**Exercise details:** Scan the data below. Pull out each line where "println" occurs.

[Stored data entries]

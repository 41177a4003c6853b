//! API key management for AI providers
//!
//! Keys are read from environment variables and wrapped so they never end up
//! in logs.

use crate::ports::ai::AIError;
use std::env;
use std::fmt;

/// Environment variable name for Anthropic API key
pub const ANTHROPIC_API_KEY_ENV: &str = "ANTHROPIC_API_KEY";

/// Environment variable name for Google AI API key
pub const GOOGLE_AI_API_KEY_ENV: &str = "GOOGLE_AI_API_KEY";

/// A wrapper for API keys that prevents accidental logging
#[derive(Clone)]
pub struct SecretApiKey {
    key: String,
}

impl SecretApiKey {
    /// Wraps a key; returns `None` for empty or whitespace-only input
    pub fn new(key: String) -> Option<Self> {
        let trimmed = key.trim();
        if trimmed.is_empty() {
            None
        } else {
            Some(Self {
                key: trimmed.to_string(),
            })
        }
    }

    /// Returns the actual API key value
    ///
    /// Use this only when building a request. Never log the returned value.
    pub fn expose(&self) -> &str {
        &self.key
    }
}

impl fmt::Debug for SecretApiKey {
    fn fmt(&self, f: &mut fmt::Formatter<'_>) -> fmt::Result {
        f.debug_struct("SecretApiKey")
            .field("key", &"[REDACTED]")
            .finish()
    }
}

impl fmt::Display for SecretApiKey {
    fn fmt(&self, f: &mut fmt::Formatter<'_>) -> fmt::Result {
        write!(f, "[REDACTED API KEY]")
    }
}

/// AI provider types
#[derive(Debug, Clone, Copy, PartialEq, Eq)]
pub enum AIProvider {
    Claude,
    Gemini,
}

impl AIProvider {
    /// Environment variable holding this provider's API key
    pub fn env_var_name(&self) -> &'static str {
        match self {
            AIProvider::Claude => ANTHROPIC_API_KEY_ENV,
            AIProvider::Gemini => GOOGLE_AI_API_KEY_ENV,
        }
    }

    pub fn display_name(&self) -> &'static str {
        match self {
            AIProvider::Claude => "Anthropic Claude",
            AIProvider::Gemini => "Google Gemini",
        }
    }

    /// Model used when the configuration leaves `ai.model` empty
    pub fn default_model(&self) -> &'static str {
        match self {
            AIProvider::Claude => "claude-3-5-sonnet-20241022",
            AIProvider::Gemini => "gemini-2.0-flash",
        }
    }

    pub fn as_str(&self) -> &'static str {
        match self {
            AIProvider::Claude => "claude",
            AIProvider::Gemini => "gemini",
        }
    }
}

impl fmt::Display for AIProvider {
    fn fmt(&self, f: &mut fmt::Formatter<'_>) -> fmt::Result {
        f.write_str(self.as_str())
    }
}

impl std::str::FromStr for AIProvider {
    type Err = String;

    fn from_str(s: &str) -> Result<Self, Self::Err> {
        match s.to_lowercase().as_str() {
            "claude" | "anthropic" => Ok(AIProvider::Claude),
            "gemini" | "google" => Ok(AIProvider::Gemini),
            _ => Err(format!("Unknown AI provider: {}", s)),
        }
    }
}

/// Manages API keys for AI providers
pub struct ApiKeyManager;

impl ApiKeyManager {
    /// Loads the provider's API key from the process environment
    ///
    /// # Errors
    /// Returns `AIError::Unauthorized` if the key is not set or empty
    ///
    /// # Example
    /// ```no_run
    /// use tally_core::api_key::{ApiKeyManager, AIProvider};
    ///
    /// let key = ApiKeyManager::load_api_key(AIProvider::Claude)
    ///     .expect("API key not set");
    /// ```
    pub fn load_api_key(provider: AIProvider) -> Result<SecretApiKey, AIError> {
        Self::load_api_key_from(provider, |name| env::var(name).ok())
    }

    /// Loads the provider's API key through a variable lookup
    pub fn load_api_key_from<F>(provider: AIProvider, lookup: F) -> Result<SecretApiKey, AIError>
    where
        F: FnOnce(&str) -> Option<String>,
    {
        lookup(provider.env_var_name())
            .and_then(SecretApiKey::new)
            .ok_or(AIError::Unauthorized)
    }

    /// User-facing setup instructions for a missing key
    pub fn missing_key_guidance(provider: AIProvider) -> String {
        let env_var = provider.env_var_name();
        let provider_name = provider.display_name();

        format!(
            r#"{provider_name} API key is not configured.

Set the environment variable before running tally:
   export {env_var}=your-api-key-here

Or switch providers with --provider, or [ai] default_provider in config.toml.

For more information:
- Claude: https://console.anthropic.com/
- Gemini: https://aistudio.google.com/"#
        )
    }

    /// Checks whether a key is set without exposing it
    pub fn is_key_available(provider: AIProvider) -> bool {
        Self::load_api_key(provider).is_ok()
    }
}
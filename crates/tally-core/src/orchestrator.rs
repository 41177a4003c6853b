//! Capture-analyze orchestrator
//!
//! Drives one remote analysis call per capture session and resolves it into
//! exactly one terminal [`Outcome`], staying correct when the host process is
//! backgrounded and resumed while the call is in flight.
//!
//! Network completion and lifecycle events race on a single gate: the
//! `has_responded` flag inside the session state, which is only read and
//! written while holding the state mutex. Whoever flips it first decides the
//! outcome; everything after is dropped.

use std::sync::{Arc, Mutex, MutexGuard, PoisonError};
use std::time::Duration;

use thiserror::Error;
use tokio::sync::broadcast::error::RecvError;
use tokio::sync::watch;
use tokio::task::JoinHandle;
use tokio::time::Instant;
use tokio_util::sync::CancellationToken;
use tracing::{debug, error, info, warn};

use crate::classifier::classify;
use crate::config::OrchestratorConfig;
use crate::outcome::{AnalysisSummary, Outcome, SessionPhase};
use crate::ports::analysis::{AnalysisClient, CapturedImage, TransportError};
use crate::ports::history::HistoryRecorder;
use crate::ports::lifecycle::{LifecycleEvent, LifecycleSignal};
use crate::ports::usage::UsageGate;
use crate::prompt::AnalysisPrompt;
use crate::session::{CaptureSession, SessionId};

/// Default tolerance between backgrounding and resume
pub const DEFAULT_GRACE_PERIOD: Duration = Duration::from_millis(2000);

/// Default number of re-issued calls after an interruption
pub const DEFAULT_RESUME_RETRIES: u32 = 1;

/// Runtime settings for the orchestrator
#[derive(Debug, Clone, Copy, PartialEq, Eq)]
pub struct OrchestratorSettings {
    /// A resume later than this after backgrounding cancels the session
    pub grace_period: Duration,
    /// How many times an interrupted call is re-issued on resume
    pub resume_retries: u32,
}

impl Default for OrchestratorSettings {
    fn default() -> Self {
        Self {
            grace_period: DEFAULT_GRACE_PERIOD,
            resume_retries: DEFAULT_RESUME_RETRIES,
        }
    }
}

impl From<&OrchestratorConfig> for OrchestratorSettings {
    fn from(config: &OrchestratorConfig) -> Self {
        Self {
            grace_period: Duration::from_millis(config.grace_period_ms),
            resume_retries: config.resume_retries,
        }
    }
}

/// Errors returned by [`CaptureAnalyzeOrchestrator::start`]
#[derive(Debug, Error, PartialEq, Eq)]
pub enum OrchestratorError {
    /// An unresolved session already owns the analysis call
    #[error("Session {active} is still in flight, ignoring start of {requested}")]
    AlreadyInFlight {
        active: SessionId,
        requested: SessionId,
    },

    /// The session has already produced its outcome
    #[error("Session {0} has already resolved")]
    AlreadyResolved(SessionId),
}

/// Handle for observing the outcome of one session
///
/// Backed by a watch channel, so a watcher created after resolution still
/// sees the outcome.
#[derive(Debug)]
pub struct OutcomeWatcher {
    session_id: SessionId,
    rx: watch::Receiver<SessionPhase>,
}

impl OutcomeWatcher {
    pub fn session_id(&self) -> SessionId {
        self.session_id
    }

    /// Current phase of the watched session
    pub fn phase(&self) -> SessionPhase {
        self.rx.borrow().clone()
    }

    /// Waits for the next phase change
    ///
    /// Returns `None` once the session has been replaced.
    pub async fn changed(&mut self) -> Option<SessionPhase> {
        self.rx.changed().await.ok()?;
        Some(self.rx.borrow_and_update().clone())
    }

    /// Waits for the terminal outcome
    ///
    /// Returns `None` if the session was dropped without resolving.
    pub async fn wait(mut self) -> Option<Outcome> {
        loop {
            let outcome = self.rx.borrow_and_update().outcome().cloned();
            if outcome.is_some() {
                return outcome;
            }
            if self.rx.changed().await.is_err() {
                return None;
            }
        }
    }
}

struct SessionState {
    session: CaptureSession,
    phase: SessionPhase,
    /// Terminal emission gate
    has_responded: bool,
    backgrounded_at: Option<Instant>,
    retries_left: u32,
    /// True while an analysis call has not reported back
    call_active: bool,
    cancel_token: CancellationToken,
    task: Option<JoinHandle<()>>,
    /// Tasks of replaced sessions still running their side effects
    draining: Vec<JoinHandle<()>>,
    phase_tx: watch::Sender<SessionPhase>,
}
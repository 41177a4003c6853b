//! Usage command
//!
//! Handles `tally usage`: shows today's quota and how much of it is left.

use anyhow::{Context, Result};
use std::path::Path;
use tally_core::{Tier, UsageGate};

use crate::app::AppContext;

/// Show today's usage for a tier
pub async fn run(ctx: &AppContext, tier: Tier) -> Result<()> {
    let store = ctx.open_store().await?;

    let used = store.used_today().await.context("Failed to read usage")?;
    let remaining = store
        .remaining(tier)
        .await
        .context("Failed to read usage")?;

    let limits = &ctx.config().usage;
    let limit = match tier {
        Tier::Free => limits.free_daily_limit,
        Tier::Premium => limits.premium_daily_limit,
    };

    println!("Tally Usage");
    println!("===========");
    println!();
    println!("  Tier: {}", tier);
    println!("  Used today: {} of {}", used, limit);
    println!("  Remaining: {}", remaining);

    let captures_dir = ctx.directories().captures_dir();
    let size = calculate_directory_size(&captures_dir).unwrap_or(0);
    println!();
    println!("  Stored images: {}", format_storage_size(size));

    Ok(())
}

/// Calculate total size of files in a directory
fn calculate_directory_size(dir: &Path) -> std::io::Result<u64> {
    let mut total = 0;

    for entry in std::fs::read_dir(dir)? {
        let metadata = entry?.metadata()?;
        if metadata.is_file() {
            total += metadata.len();
        }
    }

    Ok(total)
}

/// Format storage size in human-readable format
fn format_storage_size(bytes: u64) -> String {
    const KB: u64 = 1024;
    const MB: u64 = KB * 1024;
    const GB: u64 = MB * 1024;

    if bytes >= GB {
        format!("{:.2} GB", bytes as f64 / GB as f64)
    } else if bytes >= MB {
        format!("{:.2} MB", bytes as f64 / MB as f64)
    } else if bytes >= KB {
        format!("{:.2} KB", bytes as f64 / KB as f64)
    } else {
        format!("{} bytes", bytes)
    }
}
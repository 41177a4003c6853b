//! Claude API adapter implementation
//!
//! Implements the AIProviderPort trait for Anthropic's Messages API.

use async_trait::async_trait;
use reqwest::Client;
use serde::{Deserialize, Serialize};
use tally_core::api_key::AIProvider;
use tally_core::ports::ai::{AIError, AIProviderPort, AIResponse, MultimodalPrompt};
use tracing::debug;

use super::{build_http_client, send_error, status_error, with_rate_limit_retry};

/// Claude API endpoint
const CLAUDE_API_URL: &str = "https://api.anthropic.com/v1/messages";

/// Anthropic API version header
const ANTHROPIC_VERSION: &str = "2023-06-01";

/// The analysis answer is a small JSON object
const MAX_TOKENS: u32 = 1024;

const PROVIDER_NAME: &str = "claude";

/// Claude API adapter
pub struct ClaudeAdapter {
    client: Client,
    api_key: String,
    model: String,
    endpoint: String,
}

impl ClaudeAdapter {
    /// Creates a new Claude adapter
    ///
    /// # Example
    /// ```
    /// use tally_adapters::ai::ClaudeAdapter;
    ///
    /// let adapter = ClaudeAdapter::new("sk-ant-...", "claude-3-5-sonnet-20241022");
    /// assert_eq!(adapter.model(), "claude-3-5-sonnet-20241022");
    /// ```
    pub fn new(api_key: impl Into<String>, model: impl Into<String>) -> Self {
        Self {
            client: build_http_client(),
            api_key: api_key.into(),
            model: model.into(),
            endpoint: CLAUDE_API_URL.to_string(),
        }
    }

    pub fn with_default_model(api_key: impl Into<String>) -> Self {
        Self::new(api_key, AIProvider::Claude.default_model())
    }

    /// Overrides the Messages API URL (proxies, tests)
    pub fn with_endpoint(mut self, endpoint: impl Into<String>) -> Self {
        self.endpoint = endpoint.into();
        self
    }

    pub fn model(&self) -> &str {
        &self.model
    }

    fn build_request(&self, prompt: &MultimodalPrompt) -> CreateMessageRequest {
        let mut content: Vec<ContentBlock> = prompt
            .user_message
            .images
            .iter()
            .map(|image| ContentBlock::Image {
                source: ImageSource {
                    source_type: "base64".to_string(),
                    media_type: image.media_type.clone(),
                    data: image.base64.clone(),
                },
            })
            .collect();

        content.push(ContentBlock::Text {
            text: prompt.user_message.text.clone(),
        });

        CreateMessageRequest {
            model: self.model.clone(),
            max_tokens: MAX_TOKENS,
            system: (!prompt.system_message.is_empty()).then(|| prompt.system_message.clone()),
            messages: vec![Message {
                role: "user".to_string(),
                content,
            }],
        }
    }

    async fn send_single_request(
        &self,
        request: &CreateMessageRequest,
    ) -> Result<AIResponse, AIError> {
        debug!(model = %self.model, "Sending request to Claude API");

        let response = self
            .client
            .post(&self.endpoint)
            .header("x-api-key", &self.api_key)
            .header("anthropic-version", ANTHROPIC_VERSION)
            .json(request)
            .send()
            .await
            .map_err(|e| send_error(PROVIDER_NAME, &e))?;

        let status = response.status();
        if !status.is_success() {
            let body = response
                .text()
                .await
                .unwrap_or_else(|_| "Unknown error".to_string());
            return Err(status_error(PROVIDER_NAME, status, body));
        }

        let body: CreateMessageResponse = response
            .json()
            .await
            .map_err(|e| send_error(PROVIDER_NAME, &e))?;

        let text = body
            .content
            .into_iter()
            .filter_map(|block| match block {
                ResponseContent::Text { text } => Some(text),
                ResponseContent::Other => None,
            })
            .collect::<Vec<_>>()
            .join("\n");

        if text.is_empty() {
            return Err(AIError::InvalidResponse(
                "No text content in response".to_string(),
            ));
        }

        debug!(
            stop_reason = ?body.stop_reason,
            text_length = text.len(),
            "Received response from Claude API"
        );

        Ok(AIResponse { text })
    }
}

#[async_trait]
impl AIProviderPort for ClaudeAdapter {
    fn name(&self) -> &str {
        PROVIDER_NAME
    }

    async fn generate(&self, prompt: MultimodalPrompt) -> Result<AIResponse, AIError> {
        let request = self.build_request(&prompt);
        with_rate_limit_retry(|| self.send_single_request(&request)).await
    }
}

// === Request/Response Types ===

#[derive(Debug, Serialize)]
struct CreateMessageRequest {
    model: String,
    max_tokens: u32,
    #[serde(skip_serializing_if = "Option::is_none")]
    system: Option<String>,
    messages: Vec<Message>,
}

#[derive(Debug, Serialize)]
struct Message {
    role: String,
    content: Vec<ContentBlock>,
}

#[derive(Debug, Serialize)]
#[serde(tag = "type", rename_all = "snake_case")]
enum ContentBlock {
    Text { text: String },
    Image { source: ImageSource },
}

#[derive(Debug, Serialize)]
struct ImageSource {
    #[serde(rename = "type")]
    source_type: String,
    media_type: String,
    data: String,
}

#[derive(Debug, Deserialize)]
struct CreateMessageResponse {
    content: Vec<ResponseContent>,
    stop_reason: Option<String>,
}

#[derive(Debug, Deserialize)]
#[serde(tag = "type", rename_all = "snake_case")]
enum ResponseContent {
    Text {
        text: String,
    },
    #[serde(other)]
    Other,
}
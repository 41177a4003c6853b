//! Tally Core - Domain logic for the Tally capture-and-analyze assistant
//!
//! This crate contains the session state machine, result classification,
//! navigation, and the port definitions adapters implement, following the
//! Hexagonal Architecture pattern.

pub mod api_key;
pub mod classifier;
pub mod config;
pub mod directory;
pub mod error;
pub mod logging;
pub mod navigator;
pub mod orchestrator;
pub mod outcome;
pub mod ports;
pub mod prompt;
pub mod session;

// Re-export primary types for convenient access
pub use api_key::{
    AIProvider, ApiKeyManager, SecretApiKey, ANTHROPIC_API_KEY_ENV, GOOGLE_AI_API_KEY_ENV,
};
pub use classifier::{classify, parse_payload, ClassificationFailure, ParsedPayload};
pub use config::{
    get_default_config_path, load_config, load_config_from_path, AiConfig, AnalysisConfig, Config,
    OrchestratorConfig, StorageConfig, UsageConfig,
};
pub use directory::DirectoryManager;
pub use error::{ConfigError, TallyError};
pub use logging::{init_logger, LogLevel, LoggerConfig, LoggerError, LoggerGuard};
pub use navigator::{DisplayIntent, FlowNavigator, InputModality};
pub use orchestrator::{
    CaptureAnalyzeOrchestrator, OrchestratorError, OrchestratorSettings, OutcomeWatcher,
};
pub use outcome::{AnalysisSummary, OverloadCause, Outcome, SessionPhase};
pub use ports::{
    AIProviderPort, AnalysisClient, AnalysisPayload, CapturedImage, HistoryEntry, HistoryError,
    HistoryRecorder, LifecycleBroadcaster, LifecycleEvent, LifecycleSignal, Tier, TransportError,
    TransportErrorKind, UsageError, UsageGate,
};
pub use prompt::{AnalysisPrompt, PromptBuilder, DEFAULT_INSTRUCTION};
pub use session::{CaptureSession, SessionError, SessionId, SessionSequence};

**Worked solution:**
    println!("Tally Usage");
    println!("===========");
    println!();
    println!("  Tier: {}", tier);
    println!("  Used today: {} of {}", used, limit);
    println!("  Remaining: {}", remaining);
    println!();
    println!("  Stored images: {}", format_storage_size(size));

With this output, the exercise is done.